Two, the Department of Health — privatize two of their four hospitals in Manila City, get the money and put up a DOH hospital in regions where there is none. Manila City has seven  city-owned hospitals, has UP-PGH (P7 billion a year from UP budget), and four DOH hospitals. Does it mean residents of Manila are the healthiest people in the country? Not exactly.

 

Three, the Department of Energy — when the share of (solar + wind)/total power generation reaches 10 percent, even 15 percent, stop contracting new solar and wind via Green Energy Auction to avoid rising inflation.

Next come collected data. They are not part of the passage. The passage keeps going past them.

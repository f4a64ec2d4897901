//! Format definitions for the histbuf container
//!
//! Pure definitions only: registries, framing constants and the frame
//! parser. Nothing here performs I/O.

pub mod constants;
pub mod enums;
pub mod frame;

pub use constants::{FOOTER_SIZE, FRAMING_OVERHEAD, MAGIC, MAGIC_SIZE, OFFSET_SIZE};
pub use enums::{
    DType, DecorationLanguage, DimensionOrder, Endianness, ExternalSource, Filter,
    FractionalErrorMethod, HexagonalCoordinates, MetadataLanguage, NonRealMapping,
};
pub use frame::{footer, payload, payload_range};
//! Structural checks on index arrays and keyed lists
//!
//! This module provides pure validation functions with no I/O
//! dependencies. Failures are reported as structural errors naming the
//! offending field.

use core::hash::Hash;

use crate::error::{HistError, Result};

/// Validate a zero-started, non-decreasing offset index
///
/// Offset arrays partition a sequence of entries: entry range `i` spans
/// `offsets[i]..offsets[i + 1]`. The first offset must be zero and no range
/// may run backwards. Empty ranges are allowed.
pub fn validate_offsets(what: &str, offsets: &[u64]) -> Result<()> {
    let Some(&first) = offsets.first() else {
        return Err(HistError::structure(alloc::format!("{what} must not be empty")));
    };
    if first != 0 {
        return Err(HistError::structure(alloc::format!(
            "{what} must start with 0, not {first}"
        )));
    }
    if let Some(i) = offsets.windows(2).position(|w| w[1] < w[0]) {
        return Err(HistError::structure(alloc::format!(
            "{what} must be monotonically increasing; {} follows {} at position {}",
            offsets[i + 1],
            offsets[i],
            i + 1
        )));
    }
    Ok(())
}

/// Number of entries covered by a valid offset index
pub fn offsets_span(offsets: &[u64]) -> u64 {
    offsets.last().copied().unwrap_or(0)
}

/// True if every value exceeds its predecessor (NaN never does)
pub fn is_strictly_increasing(values: &[f64]) -> bool {
    values.windows(2).all(|w| w[1] > w[0])
}

/// True if no value is infinite or NaN
pub fn all_finite(values: &[f64]) -> bool {
    values.iter().all(|x| x.is_finite())
}

/// First item that occurs more than once
pub fn first_duplicate<T, I>(items: I) -> Option<T>
where
    T: Hash + Eq + Clone,
    I: IntoIterator<Item = T>,
{
    let mut seen = hashbrown::HashSet::new();
    items.into_iter().find(|item| !seen.insert(item.clone()))
}

/// Validate that identifiers in a keyed list are non-empty and unique
pub fn validate_keys<'a, I>(what: &str, keys: I) -> Result<()>
where
    I: IntoIterator<Item = &'a str>,
{
    let mut seen = hashbrown::HashSet::new();
    for key in keys {
        if key.is_empty() {
            return Err(HistError::structure(alloc::format!(
                "{what} identifiers must not be empty"
            )));
        }
        if !seen.insert(key) {
            return Err(HistError::structure(alloc::format!(
                "{what} keys must be unique; {key:?} appears more than once"
            )));
        }
    }
    Ok(())
}

/// Bit pattern used to compare reals for uniqueness, with -0.0 folded into 0.0
pub fn real_key(value: f64) -> u64 {
    (value + 0.0).to_bits()
}

#[cfg(test)]
mod tests {
    use super::*;
    use crate::ErrorCategory;

    #[test]
    fn test_validate_offsets() {
        assert_eq!(validate_offsets("page_offsets", &[0, 5, 5, 12]), Ok(()));
        assert_eq!(validate_offsets("page_offsets", &[0]), Ok(()));

        // doesn't start at 0
        let err = validate_offsets("page_offsets", &[1, 5, 12]).unwrap_err();
        assert_eq!(err.category(), ErrorCategory::Structure);

        // not monotonic
        assert!(validate_offsets("page_offsets", &[0, 5, 3]).is_err());
        assert!(validate_offsets("chunk_offsets", &[]).is_err());
    }

    #[test]
    fn test_offsets_span() {
        assert_eq!(offsets_span(&[0, 5, 12]), 12);
        assert_eq!(offsets_span(&[]), 0);
    }

    #[test]
    fn test_strictly_increasing() {
        assert!(is_strictly_increasing(&[0.0, 1.0, 3.0]));
        assert!(is_strictly_increasing(&[0.0]));
        assert!(!is_strictly_increasing(&[0.0, 1.0, 1.0, 2.0]));
        assert!(!is_strictly_increasing(&[0.0, f64::NAN]));
        assert!(all_finite(&[0.0, -1.0]));
        assert!(!all_finite(&[0.0, f64::INFINITY]));
    }

    #[test]
    fn test_duplicates() {
        assert_eq!(first_duplicate([1, 2, 3]), None);
        assert_eq!(first_duplicate([1, 2, 1]), Some(1));
        assert_eq!(real_key(-0.0), real_key(0.0));
        assert_eq!(validate_keys("objects", ["a", "b"]), Ok(()));
        assert!(validate_keys("objects", ["a", "a"]).is_err());
        assert!(validate_keys("objects", [""]).is_err());
    }
}
//! Axes, profiles and histograms
//!
//! A histogram's bin shape is the concatenation of its axes' shapes. The
//! distribution, every profile and every per-profile statistic hold one
//! element per bin of that shape; unbinned statistics hold one element per
//! bin of the enclosing context only.

use std::rc::{Rc, Weak};

use histbuf_core::wire::{AxisRecord, HistogramRecord, ProfileRecord};

use crate::attribute::{revalidate, Claims, Field, FieldDesc};
use crate::binning::Binning;
use crate::collection::forget_key;
use crate::error::{structure, Result};
use crate::function::Function;
use crate::metadata::{AnnotationDescs, Annotations};
use crate::node::{Link, NodeInner};
use crate::stats::{Distribution, DistributionStats};
use crate::validate::{extend, validate_all, Shape, Validate};

/// Concatenated shapes of `axes`, each validated inside `context`
pub(crate) fn binshape(axes: &[Axis], context: &[usize]) -> Result<Shape> {
    let mut shape = Shape::with_capacity(axes.len());
    for axis in axes {
        shape.extend(axis.validate(context)?);
    }
    Ok(shape)
}

// Axis

static AXIS_BINNING: FieldDesc = FieldDesc::new("Axis", "binning");
static AXIS_EXPRESSION: FieldDesc = FieldDesc::new("Axis", "expression");
static AXIS_ANNOTATIONS: AnnotationDescs = AnnotationDescs::new("Axis");

pub(crate) struct AxisInner {
    link: Link,
    binning: Field<Option<Binning>>,
    expression: Field<String>,
    annotations: Annotations,
}

node_handle!(
    /// One dimension of a histogram: a binning plus what is binned
    Axis,
    AxisInner
);

annotated!(Axis);

impl Axis {
    /// An axis with no binning, which holds a single bin
    pub fn new() -> Self {
        Self(Rc::new(AxisInner {
            link: Link::default(),
            binning: Field::new(&AXIS_BINNING, None),
            expression: Field::new(&AXIS_EXPRESSION, String::new()),
            annotations: Annotations::new(&AXIS_ANNOTATIONS),
        }))
    }

    pub fn with_binning(self, binning: impl Into<Binning>) -> Result<Self> {
        self.set_binning(Some(binning.into()))?;
        Ok(self)
    }

    pub fn with_expression(self, expression: impl Into<String>) -> Self {
        self.set_expression(expression);
        self
    }

    pub fn binning(&self) -> Option<Binning> {
        self.0.binning.get()
    }

    pub fn set_binning(&self, binning: Option<Binning>) -> Result<()> {
        Claims::new()
            .opt(&AXIS_BINNING, &binning)
            .commit(&self.weak())?;
        self.0.binning.set(binning);
        Ok(())
    }

    pub fn expression(&self) -> String {
        self.0.expression.get()
    }

    pub fn set_expression(&self, expression: impl Into<String>) {
        self.0.expression.set(expression.into());
    }

    pub(crate) fn from_record(record: &Rc<AxisRecord>, parent: Weak<dyn NodeInner>) -> Self {
        Self(Rc::new_cyclic(|me: &Weak<AxisInner>| {
            let me: Weak<dyn NodeInner> = me.clone();
            AxisInner {
                link: Link::attached(parent),
                binning: Field::lazy(&AXIS_BINNING, record, &me, |r, me| {
                    r.binning
                        .as_ref()
                        .map(|b| Binning::from_record(b, me.clone()))
                }),
                expression: Field::new(&AXIS_EXPRESSION, record.expression.clone()),
                annotations: Annotations::decoded(
                    &AXIS_ANNOTATIONS,
                    &record.title,
                    &record.metadata,
                    &record.decoration,
                    &me,
                ),
            }
        }))
    }

    pub(crate) fn to_record(&self) -> AxisRecord {
        AxisRecord {
            binning: self.binning().map(|b| b.to_record()),
            expression: self.expression(),
            title: self.title(),
            metadata: self.0.annotations.metadata_record(),
            decoration: self.0.annotations.decoration_record(),
        }
    }
}

impl Default for Axis {
    fn default() -> Self {
        Self::new()
    }
}

impl Validate for Axis {
    fn validate(&self, context: &[usize]) -> Result<Shape> {
        self.0.annotations.validate(context)?;
        match self.binning() {
            Some(binning) => binning.validate(context),
            None => Ok(vec![1]),
        }
    }
}

// Profile

static PROFILE_EXPRESSION: FieldDesc = FieldDesc::new("Profile", "expression").required();
static PROFILE_ANNOTATIONS: AnnotationDescs = AnnotationDescs::new("Profile");

pub(crate) struct ProfileInner {
    link: Link,
    expression: Field<String>,
    annotations: Annotations,
}

node_handle!(
    /// A quantity averaged per bin; its statistics live in the histogram's
    /// `profile_stats`
    Profile,
    ProfileInner
);

annotated!(Profile);

impl Profile {
    pub fn new(expression: impl Into<String>) -> Self {
        Self(Rc::new(ProfileInner {
            link: Link::default(),
            expression: Field::new(&PROFILE_EXPRESSION, expression.into()),
            annotations: Annotations::new(&PROFILE_ANNOTATIONS),
        }))
    }

    pub fn expression(&self) -> String {
        self.0.expression.get()
    }

    pub fn set_expression(&self, expression: impl Into<String>) {
        self.0.expression.set(expression.into());
    }

    pub(crate) fn from_record(record: &Rc<ProfileRecord>, parent: Weak<dyn NodeInner>) -> Self {
        Self(Rc::new_cyclic(|me: &Weak<ProfileInner>| {
            let me: Weak<dyn NodeInner> = me.clone();
            ProfileInner {
                link: Link::attached(parent),
                expression: Field::new(&PROFILE_EXPRESSION, record.expression.clone()),
                annotations: Annotations::decoded(
                    &PROFILE_ANNOTATIONS,
                    &record.title,
                    &record.metadata,
                    &record.decoration,
                    &me,
                ),
            }
        }))
    }

    pub(crate) fn to_record(&self) -> ProfileRecord {
        ProfileRecord {
            expression: self.expression(),
            title: self.title(),
            metadata: self.0.annotations.metadata_record(),
            decoration: self.0.annotations.decoration_record(),
        }
    }
}

impl Validate for Profile {
    fn validate(&self, context: &[usize]) -> Result<Shape> {
        self.0.annotations.validate(context)?;
        Ok(context.to_vec())
    }
}

// Histogram

static HISTOGRAM_IDENTIFIER: FieldDesc = FieldDesc::new("Histogram", "identifier")
    .required()
    .identifier();
static HISTOGRAM_AXIS: FieldDesc = FieldDesc::new("Histogram", "axis").required().min_len(1);
static HISTOGRAM_DISTRIBUTION: FieldDesc = FieldDesc::new("Histogram", "distribution").required();
static HISTOGRAM_PROFILES: FieldDesc = FieldDesc::new("Histogram", "profiles");
static HISTOGRAM_UNBINNED_STATS: FieldDesc = FieldDesc::new("Histogram", "unbinned_stats");
static HISTOGRAM_PROFILE_STATS: FieldDesc = FieldDesc::new("Histogram", "profile_stats");
static HISTOGRAM_FUNCTIONS: FieldDesc = FieldDesc::new("Histogram", "functions").keyed(0);
static HISTOGRAM_ANNOTATIONS: AnnotationDescs = AnnotationDescs::new("Histogram");

pub(crate) struct HistogramInner {
    link: Link,
    identifier: Field<String>,
    axis: Field<Vec<Axis>>,
    distribution: Field<Distribution>,
    profiles: Field<Vec<Profile>>,
    unbinned_stats: Field<Vec<DistributionStats>>,
    profile_stats: Field<Vec<DistributionStats>>,
    functions: Field<Vec<Function>>,
    annotations: Annotations,
}

node_handle!(
    /// Binned counts over one or more axes
    Histogram,
    HistogramInner
);

annotated!(Histogram);

fn function_keys(functions: &[Function]) -> Result<()> {
    let keys: Vec<String> = functions.iter().map(Function::identifier).collect();
    HISTOGRAM_FUNCTIONS.check_keys(keys.iter().map(String::as_str))
}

Threshold seems to be 20 percent, beyond that inflation rate is higher than a decade ago, the case of many European countries.

 

Four, the military and uniformed personnel (MUP) agencies – AFP, PNP, PCG, BFP, BJMP, etc. They should pay for their own pension someday when they retire, and not take it from taxpayers. The MUP pension in the budget is P111 billion in 2024, P132 billion in 2025 and P133 billion in 2026.

 

I doubt that Finance Secretary Ralph Recto and Budget Secretary Amenah Pangandaman are happy finding more revenues yearly to cover more budget requests by many agencies and keeping the deficit as low as possible.

 

The reason for the existence of the government is to protect the people’s right to life, right to private property, right to liberty. Not to burden the people with endless taxes and corrupt their values with endless subsidies and freebies.